Comic books on the iPad
The interface is obtrusive, but the comics are great.
Yes you can, and yes I did. Better still, if you are unconvinced, you can also download a free preview. The preview I tried was a good one, it gave you about 10 pages - more than enough to get a feel for the comic and how it would work on your iPad.
This is the first and only comic I have read on the iPad to date. I'm not sure if the interface varies by comic or by application. I read it in iBooks, which is the default reader on the iPad.
Since I have an older iPad (i.e. no retina display) I wanted to be able to see one page per screen, portrait orientation. It felt like the interface didn't want to do this; it was a real struggle to convince it to do so.
If you turn the iPad vertical, by default it gives you two pages. This is crazy. Who would ever want to read two comic book pages at a time in the vertical iPad orientation? Why is this the default behavior? Seriously people, sometimes I wonder.

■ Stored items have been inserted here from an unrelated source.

use crate::p2p::{
    bodies::BodiesClient,
    download::DownloadClient,
    error::PeerRequestResult,
    headers::{HeadersClient, HeadersRequest},
    priority::Priority,
    receipts::ReceiptsClient,
    state::NodeDataClient,
};
use futures::future::{ready, Ready};
use parking_lot::Mutex;
use rbtp_primitives::{
    BlockBody, BlockHashOrNumber, Bytes, Header, PeerId, ReceiptWithBloom, WithPeerId, B256,
};
use std::{
    collections::HashMap,
    sync::atomic::{AtomicU64, Ordering},
};

/// A [`HeadersClient`] answering from a canned ascending chain.
#[derive(Debug, Default)]
pub struct TestHeadersClient {
    headers: Mutex<Vec<Header>>,
    request_attempts: AtomicU64,
    penalized: Mutex<Vec<PeerId>>,
    peer_id: PeerId,
}

impl TestHeadersClient {
    /// Appends headers to the canned chain.
    pub fn extend(&self, headers: impl IntoIterator<Item = Header>) {
        let mut canned = self.headers.lock();
        canned.extend(headers);
        canned.sort_by_key(|h| h.number);
    }

    /// Number of requests served so far.
    pub fn request_attempts(&self) -> u64 {
        self.request_attempts.load(Ordering::SeqCst)
    }

    /// The peers penalized through this client.
    pub fn penalized(&self) -> Vec<PeerId> {
        self.penalized.lock().clone()
    }
}

impl DownloadClient for TestHeadersClient {
    fn report_bad_message(&self, peer_id: PeerId) {
        self.penalized.lock().push(peer_id);
    }

    fn num_connected_peers(&self) -> usize {
        1
    }
}

impl HeadersClient for TestHeadersClient {
    type Output = Ready<PeerRequestResult<Vec<Header>>>;

    fn get_headers_with_priority(
        &self,
        request: HeadersRequest,
        _priority: Priority,
    ) -> Self::Output {
        self.request_attempts.fetch_add(1, Ordering::SeqCst);
        let canned = self.headers.lock();

        let start = match request.start {
            BlockHashOrNumber::Number(number) => Some(number),
            BlockHashOrNumber::Hash(hash) => {
                canned.iter().find(|h| h.hash_slow() == hash).map(|h| h.number)
            }
        };

        let mut result = Vec::new();
        if let Some(start) = start {
            let step = request.skip + 1;
            let mut number = start;
            for _ in 0..request.limit {
                let Some(header) = canned.iter().find(|h| h.number == number) else { break };
                result.push(header.clone());
                number = if request.direction.is_falling() {
                    match number.checked_sub(step) {
                        Some(next) => next,
                        None => break,
                    }
                } else {
                    number + step
                };
            }
        }

        ready(Ok(WithPeerId::new(self.peer_id, result)))
    }
}

/// A [`BodiesClient`] answering from a canned hash→body map.
#[derive(Debug, Default)]
pub struct TestBodiesClient {
    bodies: Mutex<HashMap<B256, BlockBody>>,
    penalized: Mutex<Vec<PeerId>>,
    peer_id: PeerId,
}

impl TestBodiesClient {
    /// Inserts bodies keyed by their block hash.
    pub fn insert(&self, hash: B256, body: BlockBody) {
        self.bodies.lock().insert(hash, body);
    }

    /// The peers penalized through this client.
    pub fn penalized(&self) -> Vec<PeerId> {
        self.penalized.lock().clone()
    }
}

impl DownloadClient for TestBodiesClient {
    fn report_bad_message(&self, peer_id: PeerId) {
        self.penalized.lock().push(peer_id);
    }

    fn num_connected_peers(&self) -> usize {
        1
    }
}

impl BodiesClient for TestBodiesClient {
    type Output = Ready<PeerRequestResult<Vec<BlockBody>>>;

    fn get_block_bodies_with_priority(
        &self,
        hashes: Vec<B256>,
        _priority: Priority,
    ) -> Self::Output {
        let bodies = self.bodies.lock();
        // peers answer with what they have, preserving request order
        let result =
            hashes.iter().filter_map(|hash| bodies.get(hash).cloned()).collect::<Vec<_>>();
        ready(Ok(WithPeerId::new(self.peer_id, result)))
    }
}

/// A [`NodeDataClient`] answering from a canned content-addressed store.
#[derive(Debug, Default)]
pub struct TestNodeDataClient {
    nodes: Mutex<HashMap<B256, Vec<u8>>>,
    peer_id: PeerId,
}

impl TestNodeDataClient {
    /// Inserts a node blob under its hash.
    pub fn insert(&self, hash: B256, bytes: Vec<u8>) {
        self.nodes.lock().insert(hash, bytes);
    }
}

impl DownloadClient for TestNodeDataClient {
    fn report_bad_message(&self, _peer_id: PeerId) {}

    fn num_connected_peers(&self) -> usize {
        1
    }
}

impl NodeDataClient for TestNodeDataClient {
    type Output = Ready<PeerRequestResult<Vec<Bytes>>>;

    fn get_node_data(&self, hashes: Vec<B256>) -> Self::Output {
        let nodes = self.nodes.lock();
        let result = hashes
            .iter()
            .filter_map(|hash| nodes.get(hash).cloned().map(Bytes::from))
            .collect::<Vec<_>>();
        ready(Ok(WithPeerId::new(self.peer_id, result)))
    }
}

/// A [`ReceiptsClient`] answering from a canned hash→receipts map.
#[derive(Debug, Default)]
pub struct TestReceiptsClient {
    receipts: Mutex<HashMap<B256, Vec<ReceiptWithBloom>>>,
    peer_id: PeerId,
}

impl TestReceiptsClient {
    /// Inserts a block's receipts keyed by block hash.
    pub fn insert(&self, hash: B256, receipts: Vec<ReceiptWithBloom>) {
        self.receipts.lock().insert(hash, receipts);
    }
}

impl DownloadClient for TestReceiptsClient {
    fn report_bad_message(&self, _peer_id: PeerId) {}

    fn num_connected_peers(&self) -> usize {
        1
    }
}

impl ReceiptsClient for TestReceiptsClient {
    type Output = Ready<PeerRequestResult<Vec<Vec<ReceiptWithBloom>>>>;

    fn get_receipts(&self, hashes: Vec<B256>) -> Self::Output {
        let receipts = self.receipts.lock();
        let result =
            hashes.iter().map(|hash| receipts.get(hash).cloned().unwrap_or_default()).collect();
        ready(Ok(WithPeerId::new(self.peer_id, result)))
    }
}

Overall, this endeavor suffered from a lot of what Neal Stephenson calls "metaphor shear." The Walking Dead on the iPad was trying very hard to convince me that it was still a "real" comic. Thus, there were a lot of atavistic features which were more annoying than clever.
For example, I have never liked that "click and drag and it looks like you're turning the page" interface. If I'm reading a graphic novel on the iPad, I don't want it to try to act just like a paper comic. I want it to be seamless and easy. I want the interface to become invisible. But I was quite aware of the interface at all times.
Eventually I learned that if you click on the side of the page, it turns it for you. There's still a preposterous "page turning" animation, though. Ridiculous.
Now for the good news. The artwork looked as crisp and clean as it would in real life. Maybe better, since it's all digital, with no ink to get smudged or off-set. You can pinch and zoom and drag the page around just like any other image, which lets you home in on the detail. And best of all, it means that you can buy your favorite graphic novels anytime, anywhere you have an internet connection. All hail the future!